Long before we started going loopy for lemurs, slow loris and sloths, we had koalas — the original poster child for cute and cuddly animals that make us go “Aww!”
Although most people know that koalas live in Australia and eat eucalyptus leaves, there is so much more to know. Here’s the lowdown on the marsupials from Down Under.
1. Although they are commonly called koala "bears," koalas are marsupials and have nothing at all to do with bears, except that they are cute like a teddy bear.
2. The word “koala” is thought to have come from the Aboriginal word meaning “no drink.” Although koalas do drink water on occasion, most of their hydration requirements are fulfilled by the moisture they get from eating eucalyptus leaves.
3. They eat about two and a half pounds of eucalyptus leaves a day; so many, in fact, that they take on the fragrance of the oil ... and end up smelling like cough drops.
4. A newborn koala is the size of a jellybean. Called a joey, it is a while before it reaches full-blown ridiculously cute status; joeys are born blind, earless and without fur.

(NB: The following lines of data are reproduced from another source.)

//! CPU-side mesh builders for the procedural scene pieces: ground
//! patches, the world border ring, and the unit solids the
//! hierarchical models are assembled from.

use std::f32::consts::{PI, TAU};

use crate::Vertex;

/// Vertices plus triangle indices, ready for upload.
#[derive(Clone, Debug, Default)]
pub struct MeshBuffer {
    pub vertices: Vec<Vertex>,
    pub indices: Vec<u32>,
}

impl MeshBuffer {
    fn push_quad(&mut self, corners: [[f32; 3]; 4], normal: [f32; 3], uvs: [[f32; 2]; 4]) {
        let base = self.vertices.len() as u32;
        for (pos, uv) in corners.into_iter().zip(uvs) {
            self.vertices.push(Vertex { pos, normal, uv });
        }
        self.indices
            .extend_from_slice(&[base, base + 1, base + 2, base, base + 2, base + 3]);
    }
}

const UP: [f32; 3] = [0.0, 1.0, 0.0];

/// Flat ground rectangle in the XZ plane tiled into `square`-sized
/// quads, each carrying the full 0..1 texture range (the texture
/// repeats per square).
pub fn ground_patch(x0: f32, x1: f32, z0: f32, z1: f32, square: f32) -> MeshBuffer {
    let mut buf = MeshBuffer::default();
    let mut z = z0;
    while z < z1 - 1e-6 {
        let z2 = (z + square).min(z1);
        let mut x = x0;
        while x < x1 - 1e-6 {
            let x2 = (x + square).min(x1);
            buf.push_quad(
                [
                    [x, 0.0, z],
                    [x, 0.0, z2],
                    [x2, 0.0, z2],
                    [x2, 0.0, z],
                ],
                UP,
                [[0.0, 1.0], [0.0, 0.0], [1.0, 0.0], [1.0, 1.0]],
            );
            x = x2;
        }
        z = z2;
    }
    buf
}

/// Axis-aligned unit cube centred on the origin.
pub fn cube() -> MeshBuffer {
    let mut buf = MeshBuffer::default();
    let h = 0.5;
    let face_uvs = [[0.0, 0.0], [1.0, 0.0], [1.0, 1.0], [0.0, 1.0]];
    // +Z
    buf.push_quad(
        [[-h, -h, h], [h, -h, h], [h, h, h], [-h, h, h]],
        [0.0, 0.0, 1.0],
        face_uvs,
    );
    // -Z
    buf.push_quad(
        [[h, -h, -h], [-h, -h, -h], [-h, h, -h], [h, h, -h]],
        [0.0, 0.0, -1.0],
        face_uvs,
    );
    // +X
    buf.push_quad(
        [[h, -h, h], [h, -h, -h], [h, h, -h], [h, h, h]],
        [1.0, 0.0, 0.0],
        face_uvs,
    );
    // -X
    buf.push_quad(
        [[-h, -h, -h], [-h, -h, h], [-h, h, h], [-h, h, -h]],
        [-1.0, 0.0, 0.0],
        face_uvs,
    );
    // +Y
    buf.push_quad(
        [[-h, h, h], [h, h, h], [h, h, -h], [-h, h, -h]],
        [0.0, 1.0, 0.0],
        face_uvs,
    );
    // -Y
    buf.push_quad(
        [[-h, -h, -h], [h, -h, -h], [h, -h, h], [-h, -h, h]],
        [0.0, -1.0, 0.0],
        face_uvs,
    );
    buf
}

/// Unit-radius UV sphere centred on the origin.
pub fn uv_sphere(stacks: u32, slices: u32) -> MeshBuffer {
    let mut buf = MeshBuffer::default();
    for stack in 0..=stacks {
        let phi = PI * stack as f32 / stacks as f32;
        let y = phi.cos();
        let ring = phi.sin();
        for slice in 0..=slices {
            let theta = TAU * slice as f32 / slices as f32;
            let x = ring * theta.sin();
            let z = ring * theta.cos();
            buf.vertices.push(Vertex {
                pos: [x, y, z],
                normal: [x, y, z],
                uv: [
                    slice as f32 / slices as f32,
                    stack as f32 / stacks as f32,
                ],
            });
        }
    }
    for stack in 0..stacks {
        for slice in 0..slices {
            let a = stack * (slices + 1) + slice;
            let b = a + slices + 1;
            buf.indices.extend_from_slice(&[a, b, a + 1]);
            buf.indices.extend_from_slice(&[a + 1, b, b + 1]);
        }
    }
    buf
}

/// Open-ended cylinder (or truncated cone) along +Z from the origin,
/// like the GLU quadric the original scene was built from. Ends are
/// left open; the models cap them with spheres where they show.
pub fn cylinder(radius_base: f32, radius_top: f32, length: f32, segments: u32) -> MeshBuffer {
    let mut buf = MeshBuffer::default();
    let slant = (radius_base - radius_top) / length;
    for (z, radius) in [(0.0, radius_base), (length, radius_top)] {
        for seg in 0..=segments {
            let theta = TAU * seg as f32 / segments as f32;
            let (sin, cos) = theta.sin_cos();
            let normal_len = (1.0 + slant * slant).sqrt();
            buf.vertices.push(Vertex {
                pos: [radius * cos, radius * sin, z],
                normal: [cos / normal_len, sin / normal_len, slant / normal_len],
                uv: [seg as f32 / segments as f32, z / length],
            });
        }
    }
    let top = segments + 1;
    for seg in 0..segments {
        let a = seg;
        let b = seg + top;
        buf.indices.extend_from_slice(&[a, a + 1, b + 1]);
        buf.indices.extend_from_slice(&[a, b + 1, b]);
    }
    buf
}

/// Vertical wall ring around the origin with inward-facing surfaces;
/// the world boundary the craft is clamped inside.
pub fn ring_wall(radius: f32, height: f32, segments: u32) -> MeshBuffer {
    let mut buf = MeshBuffer::default();
    for y in [0.0, height] {
        for seg in 0..=segments {
            let theta = TAU * seg as f32 / segments as f32;
            let (sin, cos) = theta.sin_cos();
            buf.vertices.push(Vertex {
                pos: [radius * sin, y, radius * cos],
                normal: [-sin, 0.0, -cos],
                uv: [4.0 * seg as f32 / segments as f32, y / height],
            });
        }
    }
    let top = segments + 1;
    for seg in 0..segments {
        let a = seg;
        let b = seg + top;
        buf.indices.extend_from_slice(&[a + 1, a, b]);
        buf.indices.extend_from_slice(&[a + 1, b, b + 1]);
    }
    buf
}

#[cfg(test)]
mod tests {
    use super::*;

    fn normals_are_unit(buf: &MeshBuffer) -> bool {
        buf.vertices.iter().all(|v| {
            let [x, y, z] = v.normal;
            ((x * x + y * y + z * z).sqrt() - 1.0).abs() < 1e-4
        })
    }

    #[test]
    fn cube_has_six_quads() {
        let buf = cube();
        assert_eq!(buf.vertices.len(), 24);
        assert_eq!(buf.indices.len(), 36);
        assert!(normals_are_unit(&buf));
    }

    #[test]
    fn ground_patch_tiles_exactly() {
        let buf = ground_patch(0.0, 4.0, 0.0, 2.0, 1.0);
        // 8 squares, 4 vertices / 6 indices each.
        assert_eq!(buf.vertices.len(), 32);
        assert_eq!(buf.indices.len(), 48);
        assert!(buf.vertices.iter().all(|v| v.pos[1] == 0.0));
    }

    #[test]
    fn sphere_is_unit_radius() {
        let buf = uv_sphere(8, 12);
        assert!(normals_are_unit(&buf));
        for v in &buf.vertices {
            let [x, y, z] = v.pos;
            assert!(((x * x + y * y + z * z).sqrt() - 1.0).abs() < 1e-4);
        }
        assert!(!buf.indices.is_empty());
    }

    #[test]
    fn cone_normals_lean_along_the_slant() {
        let buf = cylinder(1.0, 0.25, 6.5, 16);
        assert!(normals_are_unit(&buf));
        // Narrowing towards +Z tips normals forward.
        assert!(buf.vertices.iter().all(|v| v.normal[2] > 0.0));
    }

    #[test]
    fn ring_wall_faces_inward() {
        let buf = ring_wall(50.0, 30.0, 32);
        for v in &buf.vertices {
            let dot = v.pos[0] * v.normal[0] + v.pos[2] * v.normal[2];
            assert!(dot < 0.0);
        }
    }

    #[test]
    fn indices_stay_in_range() {
        for buf in [cube(), uv_sphere(6, 9), cylinder(1.0, 1.0, 1.0, 12), ring_wall(5.0, 2.0, 12)] {
            let count = buf.vertices.len() as u32;
            assert!(buf.indices.iter().all(|&i| i < count));
        }
    }
}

5. After birth, a momma koala will carry the jellybean baby in her pouch for about six months; after it emerges, the newborn clings to its mother's back or belly until it is around a year old.
Photo: Alberto Ifes/flickr
6. Tucked into trees, koalas sleep for up to 18 hours during the day.
7. Koalas may look soft and cuddly, but to the touch, not so much. They have a thick wooly fur that protects them from both heat and cold and also helps to repel water. In fact, their fur is the thickest of all marsupials.
8. In ideal conditions in the wild, male koalas live to about the age of 10; females may live a few years longer.
9. There were once millions of koalas, but the popularity of their sturdy fur resulted in massive hunting of them in the 1920s and '30s, leading to a major decline in their numbers.
10. Habitat destruction, traffic deaths and attacks by dogs kill an estimated 4,000 koalas yearly; at this point, there are fewer than 100,000 koalas in the wild. Fortunately, there are many efforts being made to protect them.